Dysregulated activation of Hippo-YAP1 signaling induces oxidative stress and aberrant development of intrahepatic biliary cells in biliary atresia

Hua Xie; Zhongxian Zhu; Jiaqi Tang; Wei Zhu; Mengyan Zhu; Amy Wing Yi Wai; Junzhi Li; Zhongluan Wu; Paul Kwong Hang Tam; Vincent Chi Hang Lui; Weibing Tang

doi:10.1016/j.labinv.2024.102199

Dysregulated activation of Hippo-YAP1 signaling induces oxidative stress and aberrant development of intrahepatic biliary cells in biliary atresia

Lab Invest. 2024 Nov 21:102199. doi: 10.1016/j.labinv.2024.102199. Online ahead of print.

Authors

Affiliations

¹ Department of Pediatric Surgery, Children's Hospital of Nanjing Medical University, Nanjing, China.
² Department of Bioinformatics, Nanjing Medical University, 101 Longmian Avenue, Nanjing, China.
³ Department of Surgery, School of Clinical Medicine, The University of Hong Kong, Hong Kong SAR, China.
⁴ Department of Surgery, School of Clinical Medicine, The University of Hong Kong, Hong Kong SAR, China; Faculty of Medicine, Macau University of Science and Technology, Macau SAR, China.
⁵ Department of Surgery, School of Clinical Medicine, The University of Hong Kong, Hong Kong SAR, China. Electronic address: vchlui@hku.hk.
⁶ Department of Pediatric Surgery, Children's Hospital of Nanjing Medical University, Nanjing, China. Electronic address: twbcn@163.com.

PMID: 39579985
DOI: 10.1016/j.labinv.2024.102199

Abstract

The canonical Hippo-YAP1 signaling pathway is crucial for liver development and regeneration but its role in repair and regeneration of intrahepatic bile duct in biliary atresia (BA) remains largely unknown.
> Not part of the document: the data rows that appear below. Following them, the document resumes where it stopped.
//! Line-delimited JSON protocol between the host binding and a supervisor.
//!
//! One request per input line, one response per output line:
//!
//! ```text
//! → {"cmd":"launch","appId":"editor","executablePath":"/usr/bin/gedit"}
//! ← {"ok":true,"data":{"appId":"editor","status":"running",...}}
//! → {"cmd":"terminate","appId":"nope"}
//! ← {"ok":false,"error":{"kind":"NotFound","message":"application 'nope' not found or not running"}}
//! ```

use std::io::{BufRead, Write};

use anyhow::{Context, Result};
use base64::Engine as _;
use base64::engine::general_purpose::STANDARD as BASE64;
use log::{debug, warn};
use serde::{Deserialize, Serialize};
use serde_json::{Value, json};

use crate::error::SupervisorError;
use crate::supervisor::Supervisor;

/// Error kind reported for lines that are not a valid request.
pub const BAD_REQUEST: &str = "BadRequest";

#[derive(Debug, Clone, PartialEq, Eq, Deserialize)]
#[serde(tag = "cmd", rename_all = "snake_case", rename_all_fields = "camelCase")]
pub enum Request {
    Launch {
        app_id: String,
        executable_path: String,
    },
    Terminate {
        app_id: String,
        #[serde(default)]
        force: bool,
    },
    Status {
        app_id: String,
    },
    List,
    Elapsed {
        app_id: String,
    },
    Forget {
        app_id: String,
    },
    Prune,
    Modified,
    Icon {
        executable_path: String,
    },
    Shutdown,
}

#[derive(Debug, Clone, PartialEq, Serialize)]
pub struct ErrorBody {
    pub kind: String,
    pub message: String,
}

#[derive(Debug, Clone, PartialEq, Serialize)]
pub struct Response {
    pub ok: bool,
    #[serde(skip_serializing_if = "Option::is_none")]
    pub data: Option<Value>,
    #[serde(skip_serializing_if = "Option::is_none")]
    pub error: Option<ErrorBody>,
}

impl Response {
    pub fn success(data: Value) -> Self {
        Self {
            ok: true,
            data: Some(data),
            error: None,
        }
    }

    pub fn failure(kind: &str, message: impl Into<String>) -> Self {
        Self {
            ok: false,
            data: None,
            error: Some(ErrorBody {
                kind: kind.to_string(),
                message: message.into(),
            }),
        }
    }

    fn from_result<T: Serialize>(result: std::result::Result<T, SupervisorError>) -> Self {
        match result {
            Ok(value) => Self::success(to_value(&value)),
            Err(e) => e.into(),
        }
    }
}

impl From<SupervisorError> for Response {
    fn from(e: SupervisorError) -> Self {
        Self::failure(e.kind(), e.to_string())
    }
}

fn to_value<T: Serialize>(value: &T) -> Value {
    // records and primitives always serialize
    serde_json::to_value(value).unwrap_or(Value::Null)
}

/// Execute one request against `supervisor`.
pub fn dispatch(supervisor: &Supervisor, request: Request) -> Response {
    match request {
        Request::Launch {
            app_id,
            executable_path,
        } => Response::from_result(supervisor.launch(&app_id, &executable_path)),
        Request::Terminate { app_id, force } => {
            let result = if force {
                supervisor.force_terminate(&app_id)
            } else {
                supervisor.terminate(&app_id)
            };
            Response::from_result(result)
        }
        Request::Status { app_id } => Response::success(to_value(&supervisor.status(&app_id))),
        Request::List => Response::success(to_value(&supervisor.list_running())),
        Request::Elapsed { app_id } => Response::success(json!(supervisor.elapsed(&app_id))),
        Request::Forget { app_id } => Response::from_result(supervisor.forget(&app_id)),
        Request::Prune => Response::success(json!({ "removed": supervisor.prune_finished() })),
        Request::Modified => Response::success(json!({ "state": supervisor.take_modification() })),
        Request::Icon { executable_path } => {
            let icon = supervisor.icon(&executable_path).map(|bytes| BASE64.encode(bytes));
            Response::success(json!(icon))
        }
        Request::Shutdown => Response::success(json!({ "shutdown": true })),
    }
}

/// Parse one input line. Malformed input becomes a `BadRequest` response.
pub fn parse_request(line: &str) -> std::result::Result<Request, Response> {
    serde_json::from_str(line).map_err(|e| Response::failure(BAD_REQUEST, e.to_string()))
}

/// Answer requests from `reader` on `writer` until EOF or a `shutdown`
/// request.
pub fn serve<R: BufRead, W: Write>(supervisor: &Supervisor, reader: R, mut writer: W) -> Result<()> {
    for line in reader.lines() {
        let line = line.context("Failed to read request")?;
        let line = line.trim();
        if line.is_empty() {
            continue;
        }

        let (response, stop) = match parse_request(line) {
            Ok(request) => {
                debug!("request: {request:?}");
                let stop = request == Request::Shutdown;
                (dispatch(supervisor, request), stop)
            }
            Err(response) => {
                warn!("rejected malformed request: {line}");
                (response, false)
            }
        };

        serde_json::to_writer(&mut writer, &response).context("Failed to encode response")?;
        writer.write_all(b"\n").context("Failed to write response")?;
        writer.flush().context("Failed to flush response")?;

        if stop {
            break;
        }
    }
    Ok(())
}

#[cfg(test)]
mod tests {
    use super::*;
    use crate::config::SupervisorConfig;
    use crate::platform::fake::FakeControl;
    use std::path::Path;
    use std::sync::Arc;
    use std::time::Duration;

    fn supervisor() -> Supervisor {
        let config = SupervisorConfig::default().with_monitor_interval(Duration::from_secs(3600));
        Supervisor::with_control(config, Arc::new(FakeControl::new())).unwrap()
    }

    fn run(supervisor: &Supervisor, input: &str) -> Vec<Value> {
        let mut out = Vec::new();
        serve(supervisor, input.as_bytes(), &mut out).unwrap();
        String::from_utf8(out)
            .unwrap()
            .lines()
            .map(|line| serde_json::from_str(line).unwrap())
            .collect()
    }

    #[test]
    fn parses_camel_case_fields() {
        let request = parse_request(r#"{"cmd":"terminate","appId":"a","force":true}"#).unwrap();
        assert_eq!(
            request,
            Request::Terminate {
                app_id: "a".into(),
                force: true
            }
        );
        assert_eq!(parse_request(r#"{"cmd":"list"}"#).unwrap(), Request::List);
    }

    #[test]
    fn full_session() {
        let sup = supervisor();
        let replies = run(
            &sup,
            concat!(
                r#"{"cmd":"launch","appId":"a","executablePath":"/bin/app"}"#,
                "\n",
                r#"{"cmd":"launch","appId":"a","executablePath":"/bin/app"}"#,
                "\n\n",
                r#"{"cmd":"status","appId":"a"}"#,
                "\n",
                r#"{"cmd":"terminate","appId":"a"}"#,
                "\n",
                r#"{"cmd":"terminate","appId":"a"}"#,
                "\n",
                r#"{"cmd":"list"}"#,
                "\n",
                r#"{"cmd":"modified"}"#,
                "\n",
            ),
        );

        assert_eq!(replies.len(), 7);
        assert_eq!(replies[0]["ok"], true);
        assert_eq!(replies[0]["data"]["status"], "running");
        assert_eq!(replies[1]["error"]["kind"], "AlreadyRunning");
        assert_eq!(replies[2]["data"]["appId"], "a");
        assert_eq!(replies[3]["data"]["status"], "completed");
        assert_eq!(replies[3]["data"]["exitCode"], 0);
        assert_eq!(replies[4]["error"]["kind"], "NotFound");
        assert_eq!(replies[5]["data"].as_array().unwrap().len(), 1);
        assert_eq!(replies[6]["data"]["state"], true);
    }

    #[test]
    fn malformed_lines_do_not_stop_the_loop() {
        let sup = supervisor();
        let replies = run(&sup, "not json\n{\"cmd\":\"explode\"}\n{\"cmd\":\"status\",\"appId\":\"x\"}\n");

        assert_eq!(replies.len(), 3);
        assert_eq!(replies[0]["error"]["kind"], BAD_REQUEST);
        assert_eq!(replies[1]["error"]["kind"], BAD_REQUEST);
        assert_eq!(replies[2]["data"]["status"], "unknown");
    }

    #[test]
    fn shutdown_ends_the_session() {
        let sup = supervisor();
        let replies = run(&sup, "{\"cmd\":\"shutdown\"}\n{\"cmd\":\"list\"}\n");
        assert_eq!(replies.len(), 1);
        assert_eq!(replies[0]["data"]["shutdown"], true);
    }

    #[test]
    fn icon_is_base64_or_null() {
        let sup = supervisor().with_icon_source(|path: &Path| {
            path.ends_with("app").then(|| vec![0x89, b'P', b'N', b'G'])
        });
        let replies = run(
            &sup,
            "{\"cmd\":\"icon\",\"executablePath\":\"/bin/app\"}\n{\"cmd\":\"icon\",\"executablePath\":\"/bin/x\"}\n",
        );
        assert_eq!(replies[0]["data"], "iVBORw==");
        assert!(replies[1]["data"].is_null());
    }

    #[test]
    fn elapsed_forget_and_prune() {
        let sup = supervisor();
        sup.launch("a", "/bin/app").unwrap();
        sup.launch("b", "/bin/app").unwrap();
        sup.terminate("a").unwrap();
        sup.terminate("b").unwrap();

        let replies = run(
            &sup,
            "{\"cmd\":\"elapsed\",\"appId\":\"a\"}\n{\"cmd\":\"forget\",\"appId\":\"a\"}\n{\"cmd\":\"prune\"}\n",
        );
        assert_eq!(replies[0]["data"], 0.0);
        assert_eq!(replies[1]["data"]["appId"], "a");
        assert_eq!(replies[2]["data"]["removed"], 1);
    }
}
YAP1 expression in the liver tissues of patients with BA and rhesus rotavirus (RRV) induced experimental BA mouse model were examined using quantitative reverse transcriptase-PCR (qRT-PCR) and double immunofluorescence. Mouse EpCAM-expressing cells derived liver organoids were generated and treated with Hippo-YAP1 pathway activators (Xmu-mp-1 and TRULI) or an inhibitor (Peptide17). Morphological, immunofluorescence, RNA-seq, and bioinformatic analyses were performed. Oxidative stress in human intrahepatic biliary epithelial cells (HiBECs) transfected with a constitutively active YAP1 (YAPS127A) plasmid was assessed using qRT-PCR and fluorescence-activated cell sorting analysis. PRDX1 expression in BA and experimental BA mouse model livers was examined by double immunofluorescence. The mRNA expression and nuclear localization of YAP1 in EpCAM-expressing bile duct cells were increased in the livers of BA and experimental BA mouse model. Aberrant development of intrahepatic organoids, differential expression of oxidative stress response genes Sod3 and Prdx1, enrichment of oxidative stress, and mitochondrial reactive oxidative stress (mito-ROS)-associated gene sets were observed in organoids treated with Hippo-YAP1 activators, whereas organoid development was unaffected by the addition of the Hippo-YAP1 inhibitor. Transfection with constitutively active YAP1 led to the downregulation of PRDX1 and oxidative stress in HiBECs. Additionally, reduced PRDX1 expression was also observed in the bile duct of human BA and experimental BA mouse livers. In conclusion, dysregulated activation of Hippo-YAP1 signaling induces oxidative stress and impairs the development of intrahepatic biliary organoids, which indicates therapeutic strategies targeting Hippo-YAP1 signaling may offer potential to improve biliary repair and regeneration in patients with BA.

Keywords: Biliary atresia; Biliary repair and regeneration; Organoids; Reactive oxygen species; YAP1.